Hariz presses a scalpel into the top of Carter's head, slicing deep to the bone. 'No pain, just noise,' explains the surgeon as he holds an oversized dentist's drill to the incision. A thin trickle of blood and tissue is sucked away with a tube as the drill penetrates deeper. A syringe-like device is clamped over the aperture and a wire implant is lowered into Carter's brain. Hariz guides the implant deep through the folds and ridges of his patient's brain, careful to avoid damage.

'You might feel something and you might feel nothing.' This is the moment of truth. 'Whatever you feel, tell us.' The surgeon presses the button to activate the implants. 'No special sensation?' Carter starts to feel a tingling in his left foot. It's working – Hariz has got the implants in the right place. Carter's brain has been electronically enhanced.
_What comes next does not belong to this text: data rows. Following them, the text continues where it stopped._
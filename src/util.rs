//! Utility functions used in all other fstables modules.

use flate2::read::GzDecoder;

use std::fs::File;
use std::io::{BufRead, BufReader, Read};
use std::path::Path;

use crate::error::{FsTablesError, Result};

/// Check whether the file extension ends with ".gz".
pub fn is_gz_file<P>(path: P) -> bool
where
    P: AsRef<Path>,
{
    path.as_ref()
        .file_name()
        .map(|a| a.to_string_lossy().ends_with(".gz"))
        .unwrap_or(false)
}

/// Read the whole content of a text file.
/// If the file's name ends with ".gz", the file is assumed to need GZip decoding. The stats files
/// written by FreeSurfer are plain text, but compressed copies are handy for archived datasets.
pub fn read_text_file<P: AsRef<Path>>(path: P) -> Result<String> {
    let path = path.as_ref();
    if !path.exists() {
        return Err(FsTablesError::MissingInput(path.to_path_buf()));
    }
    let gz = is_gz_file(path);
    let mut file = BufReader::new(File::open(path)?);
    let mut content = String::new();
    if gz {
        GzDecoder::new(file).read_to_string(&mut content)?;
    } else {
        file.read_to_string(&mut content)?;
    }
    Ok(content)
}

/// Guess the field delimiter from the header line: tab if it contains one, comma otherwise.
pub fn sniff_delimiter<R: BufRead>(mut input: R) -> Result<u8> {
    let mut header = String::new();
    input.read_line(&mut header)?;
    if header.contains('\t') {
        Ok(b'\t')
    } else {
        Ok(b',')
    }
}

/// Format a number the way it should appear in a text cell: integral values without a fraction.
pub fn format_number(value: f64) -> String {
    if value.is_finite() && value.fract() == 0.0 && value.abs() < 1e15 {
        format!("{}", value as i64)
    } else if value.is_nan() {
        String::new()
    } else {
        format!("{}", value)
    }
}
Two years later Stuart Carter can walk, laugh and smile. When he puts his hand down on a table he can pick it up again. He is free from the mental trap that Parkinson's imposed. If you look carefully at the top of his head, you can see two small bumps. You can even follow the path of the wire leading away under his skin and down his neck. It terminates in a flat box beneath his shoulder – the stimulator that sends electrical pulses to his brain.

Today there are tens of thousands of people walking around with brain implants. Some, like Carter, have electrodes deep within the brain to stimulate or block nerve signals. Many others have cochlea implants in their ears to cure deafness. Scientists are developing implants to enhance memory, to help the blind to see, or simply to connect our 'wetware' to computer software. Delgado's vision of using electronic devices in the brain to combat disease and disability is finally being realized.

Advances in brain surgery over the past 150 years have come at tremendous human cost. From patients bleeding to death on the operating table to victims of Freeman's crude lobotomies and brain implants to 'cure' homosexuality, the history of brain surgery is full of examples where surgeons have strayed well beyond the bounds of what is morally or ethically acceptable. It is still difficult to read Freeman's notes on Howard Dully without becoming angry, or contemplate Ervin's and Mark's ideas on mind control without feeling utter revulsion.

THEN AND NOW


If you look back through the history of surgery, there are some remarkable individuals: pioneering surgeons, such as Ambroise Paré, Ignaz Semmelweis and Joseph Lister, who helped make operating safe; surgeons such as Dwight Harken, Walter Lillehei and Harold Gillies – brave men who had the courage to fail; but there is also a third group – surgeons such as Walter Freeman and Alexis Carrel – who seemed to operate in their own peculiar moral universe.

Whether these people were brilliant, courageous or misguided, the history of surgery is full of individuals who were prepared to have a go to see what happens. Sometimes they succeeded, sometimes they failed. Some patients lived, many others died. But even in death, they will have helped future patients to live.

Without the surgeons who stole corpses from gibbets, who cut into beating human hearts, or who first attempted to operate on the human brain, modern surgery – from routine procedures to repair a damaged knee to hi-tech operations to implant a device in the brain – would not have been possible.

Nevertheless, despite all the advances, there are still many things that challenge twenty-first-century surgery: artificial hearts are cumbersome, organs still get rejected, reconstructive surgery cannot always restore a face, a brain tumour can still kill. Even the most minor surgery is not without risk: hospital patients still die of major infections; anaesthetics are not 100 per cent reliable; the knife can still slip.

Most of us know people who have gone into hospital for an operation and never come out. Surgeons are remarkable people but, despite the impression some of them might give, they are not gods. There are good surgeons and bad surgeons, but even the best surgeons are fallible. When we submit to an operation we put an immense amount of trust in those who wield the knife. In most cases our trust is fully justified, but the history of surgery suggests that sometimes it is not.

If you need an operation, just be grateful that you are alive today and not 170 years ago – the next patient on Robert Liston's operating schedule.